Collected data:

----

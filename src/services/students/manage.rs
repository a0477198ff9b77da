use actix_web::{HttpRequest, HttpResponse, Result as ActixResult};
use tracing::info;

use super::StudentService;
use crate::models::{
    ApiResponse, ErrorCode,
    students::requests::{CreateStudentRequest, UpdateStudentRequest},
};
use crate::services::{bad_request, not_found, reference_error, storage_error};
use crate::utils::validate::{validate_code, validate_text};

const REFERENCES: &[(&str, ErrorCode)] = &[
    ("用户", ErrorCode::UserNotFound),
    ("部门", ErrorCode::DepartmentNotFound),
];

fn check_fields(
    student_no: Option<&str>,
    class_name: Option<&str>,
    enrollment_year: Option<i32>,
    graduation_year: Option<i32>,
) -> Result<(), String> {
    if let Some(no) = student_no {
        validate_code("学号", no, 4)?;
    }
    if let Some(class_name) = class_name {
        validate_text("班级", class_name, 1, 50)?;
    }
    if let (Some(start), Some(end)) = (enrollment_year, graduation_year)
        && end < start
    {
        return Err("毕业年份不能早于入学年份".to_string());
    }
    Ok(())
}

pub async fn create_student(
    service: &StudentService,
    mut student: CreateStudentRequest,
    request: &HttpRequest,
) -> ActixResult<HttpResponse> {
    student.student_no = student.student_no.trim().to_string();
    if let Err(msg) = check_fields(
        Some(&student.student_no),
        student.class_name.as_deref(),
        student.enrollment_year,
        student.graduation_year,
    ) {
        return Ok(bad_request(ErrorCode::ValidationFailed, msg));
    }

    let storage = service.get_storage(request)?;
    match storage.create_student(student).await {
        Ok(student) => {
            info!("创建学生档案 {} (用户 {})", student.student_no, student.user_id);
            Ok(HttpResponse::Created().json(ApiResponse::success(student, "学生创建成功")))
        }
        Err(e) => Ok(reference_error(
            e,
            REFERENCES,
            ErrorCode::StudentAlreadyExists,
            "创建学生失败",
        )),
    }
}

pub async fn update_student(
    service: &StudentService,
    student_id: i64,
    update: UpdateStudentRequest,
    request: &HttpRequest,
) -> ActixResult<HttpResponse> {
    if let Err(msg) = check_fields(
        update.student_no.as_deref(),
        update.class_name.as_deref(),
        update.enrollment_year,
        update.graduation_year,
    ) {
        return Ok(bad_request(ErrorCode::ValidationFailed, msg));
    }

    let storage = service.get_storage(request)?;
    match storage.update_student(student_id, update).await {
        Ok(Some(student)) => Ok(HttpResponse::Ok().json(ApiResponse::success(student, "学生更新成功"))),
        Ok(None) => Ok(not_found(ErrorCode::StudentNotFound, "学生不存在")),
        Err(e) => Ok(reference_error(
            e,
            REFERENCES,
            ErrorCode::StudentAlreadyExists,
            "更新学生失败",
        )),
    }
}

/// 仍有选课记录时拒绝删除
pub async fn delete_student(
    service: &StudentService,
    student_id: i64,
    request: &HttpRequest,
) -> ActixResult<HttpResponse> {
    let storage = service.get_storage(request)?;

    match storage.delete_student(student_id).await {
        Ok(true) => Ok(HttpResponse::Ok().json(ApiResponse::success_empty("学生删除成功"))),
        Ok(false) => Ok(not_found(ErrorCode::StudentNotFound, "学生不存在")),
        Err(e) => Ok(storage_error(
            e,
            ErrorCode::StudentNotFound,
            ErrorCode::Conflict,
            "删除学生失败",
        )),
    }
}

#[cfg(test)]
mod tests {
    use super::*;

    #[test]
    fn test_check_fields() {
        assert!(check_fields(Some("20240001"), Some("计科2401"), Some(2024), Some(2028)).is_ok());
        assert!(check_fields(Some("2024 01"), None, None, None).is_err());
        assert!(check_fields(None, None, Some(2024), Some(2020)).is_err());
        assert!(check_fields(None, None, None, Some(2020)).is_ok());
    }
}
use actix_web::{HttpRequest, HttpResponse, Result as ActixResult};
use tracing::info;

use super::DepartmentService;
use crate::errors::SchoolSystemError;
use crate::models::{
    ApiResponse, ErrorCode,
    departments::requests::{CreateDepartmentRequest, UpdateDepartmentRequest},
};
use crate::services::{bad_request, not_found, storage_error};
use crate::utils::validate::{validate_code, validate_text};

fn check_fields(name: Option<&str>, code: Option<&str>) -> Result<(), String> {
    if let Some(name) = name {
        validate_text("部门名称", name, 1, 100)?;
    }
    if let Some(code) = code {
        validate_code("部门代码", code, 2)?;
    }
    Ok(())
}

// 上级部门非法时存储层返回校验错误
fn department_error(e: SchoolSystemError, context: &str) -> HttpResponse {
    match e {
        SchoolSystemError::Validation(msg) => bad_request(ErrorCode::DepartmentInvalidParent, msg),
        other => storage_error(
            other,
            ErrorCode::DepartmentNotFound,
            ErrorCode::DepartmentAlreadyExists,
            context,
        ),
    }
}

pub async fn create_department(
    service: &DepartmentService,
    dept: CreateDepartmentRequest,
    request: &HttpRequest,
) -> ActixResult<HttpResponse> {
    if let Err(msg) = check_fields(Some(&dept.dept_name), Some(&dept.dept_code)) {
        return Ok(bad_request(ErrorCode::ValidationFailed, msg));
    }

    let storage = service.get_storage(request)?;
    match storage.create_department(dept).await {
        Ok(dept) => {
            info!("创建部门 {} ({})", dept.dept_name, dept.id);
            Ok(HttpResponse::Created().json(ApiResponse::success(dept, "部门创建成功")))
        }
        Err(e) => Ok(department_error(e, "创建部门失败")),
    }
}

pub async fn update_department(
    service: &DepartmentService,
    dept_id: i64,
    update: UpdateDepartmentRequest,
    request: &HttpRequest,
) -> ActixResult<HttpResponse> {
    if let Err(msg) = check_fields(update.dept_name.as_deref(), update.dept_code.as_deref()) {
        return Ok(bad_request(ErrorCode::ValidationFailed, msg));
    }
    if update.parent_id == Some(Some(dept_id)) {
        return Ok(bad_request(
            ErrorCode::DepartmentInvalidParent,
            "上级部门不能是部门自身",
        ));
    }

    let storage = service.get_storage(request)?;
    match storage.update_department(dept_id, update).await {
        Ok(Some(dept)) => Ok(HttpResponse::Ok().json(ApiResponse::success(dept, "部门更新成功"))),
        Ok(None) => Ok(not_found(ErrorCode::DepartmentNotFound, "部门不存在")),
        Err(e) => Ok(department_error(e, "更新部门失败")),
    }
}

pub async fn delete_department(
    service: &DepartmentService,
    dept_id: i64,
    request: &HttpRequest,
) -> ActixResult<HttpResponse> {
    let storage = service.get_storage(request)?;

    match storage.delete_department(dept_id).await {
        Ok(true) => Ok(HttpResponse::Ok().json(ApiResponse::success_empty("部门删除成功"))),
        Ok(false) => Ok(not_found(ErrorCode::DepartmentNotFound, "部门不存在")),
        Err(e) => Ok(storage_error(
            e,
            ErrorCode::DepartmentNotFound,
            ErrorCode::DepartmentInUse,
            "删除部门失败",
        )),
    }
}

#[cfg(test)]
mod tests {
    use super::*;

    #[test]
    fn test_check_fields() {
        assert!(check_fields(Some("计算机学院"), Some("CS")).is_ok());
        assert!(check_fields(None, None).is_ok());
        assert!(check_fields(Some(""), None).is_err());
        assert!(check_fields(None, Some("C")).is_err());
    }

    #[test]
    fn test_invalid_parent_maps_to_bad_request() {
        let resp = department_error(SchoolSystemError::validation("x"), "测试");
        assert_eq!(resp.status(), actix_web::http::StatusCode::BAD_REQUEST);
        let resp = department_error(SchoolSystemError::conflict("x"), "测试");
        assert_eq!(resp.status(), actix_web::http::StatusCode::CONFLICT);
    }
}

----

Exercise objective | Reproduce all entries. Keep them exact.

Result of this exercise |
filename src/services/students/manage.rs
repository a0477198ff9b77da
use actix_web::{HttpRequest, HttpResponse, Result as ActixResult};
use tracing::info;

use super::StudentService;
use crate::models::{
    ApiResponse, ErrorCode,
    students::requests::{CreateStudentRequest, UpdateStudentRequest},
};
use crate::services::{bad_request, not_found, reference_error, storage_error};
use crate::utils::validate::{validate_code, validate_text};

const REFERENCES: &[(&str, ErrorCode)] = &[
    ("用户", ErrorCode::UserNotFound),
    ("部门", ErrorCode::DepartmentNotFound),
];

fn check_fields(
    student_no: Option<&str>,
    class_name: Option<&str>,
    enrollment_year: Option<i32>,
    graduation_year: Option<i32>,
) -> Result<(), String> {
    if let Some(no) = student_no {
        validate_code("学号", no, 4)?;
    }
    if let Some(class_name) = class_name {
        validate_text("班级", class_name, 1, 50)?;
    }
    if let (Some(start), Some(end)) = (enrollment_year, graduation_year)
        && end < start
    {
        return Err("毕业年份不能早于入学年份".to_string());
    }
    Ok(())
}

pub async fn create_student(
    service: &StudentService,
    mut student: CreateStudentRequest,
    request: &HttpRequest,
) -> ActixResult<HttpResponse> {
    student.student_no = student.student_no.trim().to_string();
    if let Err(msg) = check_fields(
        Some(&student.student_no),
        student.class_name.as_deref(),
        student.enrollment_year,
        student.graduation_year,
    ) {
        return Ok(bad_request(ErrorCode::ValidationFailed, msg));
    }

    let storage = service.get_storage(request)?;
    match storage.create_student(student).await {
        Ok(student) => {
            info!("创建学生档案 {} (用户 {})", student.student_no, student.user_id);
            Ok(HttpResponse::Created().json(ApiResponse::success(student, "学生创建成功")))
        }
        Err(e) => Ok(reference_error(
            e,
            REFERENCES,
            ErrorCode::StudentAlreadyExists,
            "创建学生失败",
        )),
    }
}

pub async fn update_student(
    service: &StudentService,
    student_id: i64,
    update: UpdateStudentRequest,
    request: &HttpRequest,
) -> ActixResult<HttpResponse> {
    if let Err(msg) = check_fields(
        update.student_no.as_deref(),
        update.class_name.as_deref(),
        update.enrollment_year,
        update.graduation_year,
    ) {
        return Ok(bad_request(ErrorCode::ValidationFailed, msg));
    }

    let storage = service.get_storage(request)?;
    match storage.update_student(student_id, update).await {
        Ok(Some(student)) => Ok(HttpResponse::Ok().json(ApiResponse::success(student, "学生更新成功"))),
        Ok(None) => Ok(not_found(ErrorCode::StudentNotFound, "学生不存在")),
        Err(e) => Ok(reference_error(
            e,
            REFERENCES,
            ErrorCode::StudentAlreadyExists,
            "更新学生失败",
        )),
    }
}

/// 仍有选课记录时拒绝删除
pub async fn delete_student(
    service: &StudentService,
    student_id: i64,
    request: &HttpRequest,
) -> ActixResult<HttpResponse> {
    let storage = service.get_storage(request)?;

    match storage.delete_student(student_id).await {
        Ok(true) => Ok(HttpResponse::Ok().json(ApiResponse::success_empty("学生删除成功"))),
        Ok(false) => Ok(not_found(ErrorCode::StudentNotFound, "学生不存在")),
        Err(e) => Ok(storage_error(
            e,
            ErrorCode::StudentNotFound,
            ErrorCode::Conflict,
            "删除学生失败",
        )),
    }
}

#[cfg(test)]
mod tests {
    use super::*;

    #[test]
    fn test_check_fields() {
        assert!(check_fields(Some("20240001"), Some("计科2401"), Some(2024), Some(2028)).is_ok());
        assert!(check_fields(Some("2024 01"), None, None, None).is_err());
        assert!(check_fields(None, None, Some(2024), Some(2020)).is_err());
        assert!(check_fields(None, None, None, Some(2020)).is_ok());
    }
}
use actix_web::{HttpRequest, HttpResponse, Result as ActixResult};
use tracing::info;

use super::DepartmentService;
use crate::errors::SchoolSystemError;
use crate::models::{
    ApiResponse, ErrorCode,
    departments::requests::{CreateDepartmentRequest, UpdateDepartmentRequest},
};
use crate::services::{bad_request, not_found, storage_error};
use crate::utils::validate::{validate_code, validate_text};

fn check_fields(name: Option<&str>, code: Option<&str>) -> Result<(), String> {
    if let Some(name) = name {
        validate_text("部门名称", name, 1, 100)?;
    }
    if let Some(code) = code {
        validate_code("部门代码", code, 2)?;
    }
    Ok(())
}

// 上级部门非法时存储层返回校验错误
fn department_error(e: SchoolSystemError, context: &str) -> HttpResponse {
    match e {
        SchoolSystemError::Validation(msg) => bad_request(ErrorCode::DepartmentInvalidParent, msg),
        other => storage_error(
            other,
            ErrorCode::DepartmentNotFound,
            ErrorCode::DepartmentAlreadyExists,
            context,
        ),
    }
}

pub async fn create_department(
    service: &DepartmentService,
    dept: CreateDepartmentRequest,
    request: &HttpRequest,
) -> ActixResult<HttpResponse> {
    if let Err(msg) = check_fields(Some(&dept.dept_name), Some(&dept.dept_code)) {
        return Ok(bad_request(ErrorCode::ValidationFailed, msg));
    }

    let storage = service.get_storage(request)?;
    match storage.create_department(dept).await {
        Ok(dept) => {
            info!("创建部门 {} ({})", dept.dept_name, dept.id);
            Ok(HttpResponse::Created().json(ApiResponse::success(dept, "部门创建成功")))
        }
        Err(e) => Ok(department_error(e, "创建部门失败")),
    }
}

pub async fn update_department(
    service: &DepartmentService,
    dept_id: i64,
    update: UpdateDepartmentRequest,
    request: &HttpRequest,
) -> ActixResult<HttpResponse> {
    if let Err(msg) = check_fields(update.dept_name.as_deref(), update.dept_code.as_deref()) {
        return Ok(bad_request(ErrorCode::ValidationFailed, msg));
    }
    if update.parent_id == Some(Some(dept_id)) {
        return Ok(bad_request(
            ErrorCode::DepartmentInvalidParent,
            "上级部门不能是部门自身",
        ));
    }

    let storage = service.get_storage(request)?;
    match storage.update_department(dept_id, update).await {
        Ok(Some(dept)) => Ok(HttpResponse::Ok().json(ApiResponse::success(dept, "部门更新成功"))),
        Ok(None) => Ok(not_found(ErrorCode::DepartmentNotFound, "部门不存在")),
        Err(e) => Ok(department_error(e, "更新部门失败")),
    }
}

pub async fn delete_department(
    service: &DepartmentService,
    dept_id: i64,
    request: &HttpRequest,
) -> ActixResult<HttpResponse> {
    let storage = service.get_storage(request)?;

    match storage.delete_department(dept_id).await {
        Ok(true) => Ok(HttpResponse::Ok().json(ApiResponse::success_empty("部门删除成功"))),
        Ok(false) => Ok(not_found(ErrorCode::DepartmentNotFound, "部门不存在")),
        Err(e) => Ok(storage_error(
            e,
            ErrorCode::DepartmentNotFound,
            ErrorCode::DepartmentInUse,
            "删除部门失败",
        )),
    }
}

#[cfg(test)]
mod tests {
    use super::*;

    #[test]
    fn test_check_fields() {
        assert!(check_fields(Some("计算机学院"), Some("CS")).is_ok());
        assert!(check_fields(None, None).is_ok());
        assert!(check_fields(Some(""), None).is_err());
        assert!(check_fields(None, Some("C")).is_err());
    }

    #[test]
    fn test_invalid_parent_maps_to_bad_request() {
        let resp = department_error(SchoolSystemError::validation("x"), "测试");
        assert_eq!(resp.status(), actix_web::http::StatusCode::BAD_REQUEST);
        let resp = department_error(SchoolSystemError::conflict("x"), "测试");
        assert_eq!(resp.status(), actix_web::http::StatusCode::CONFLICT);
    }
}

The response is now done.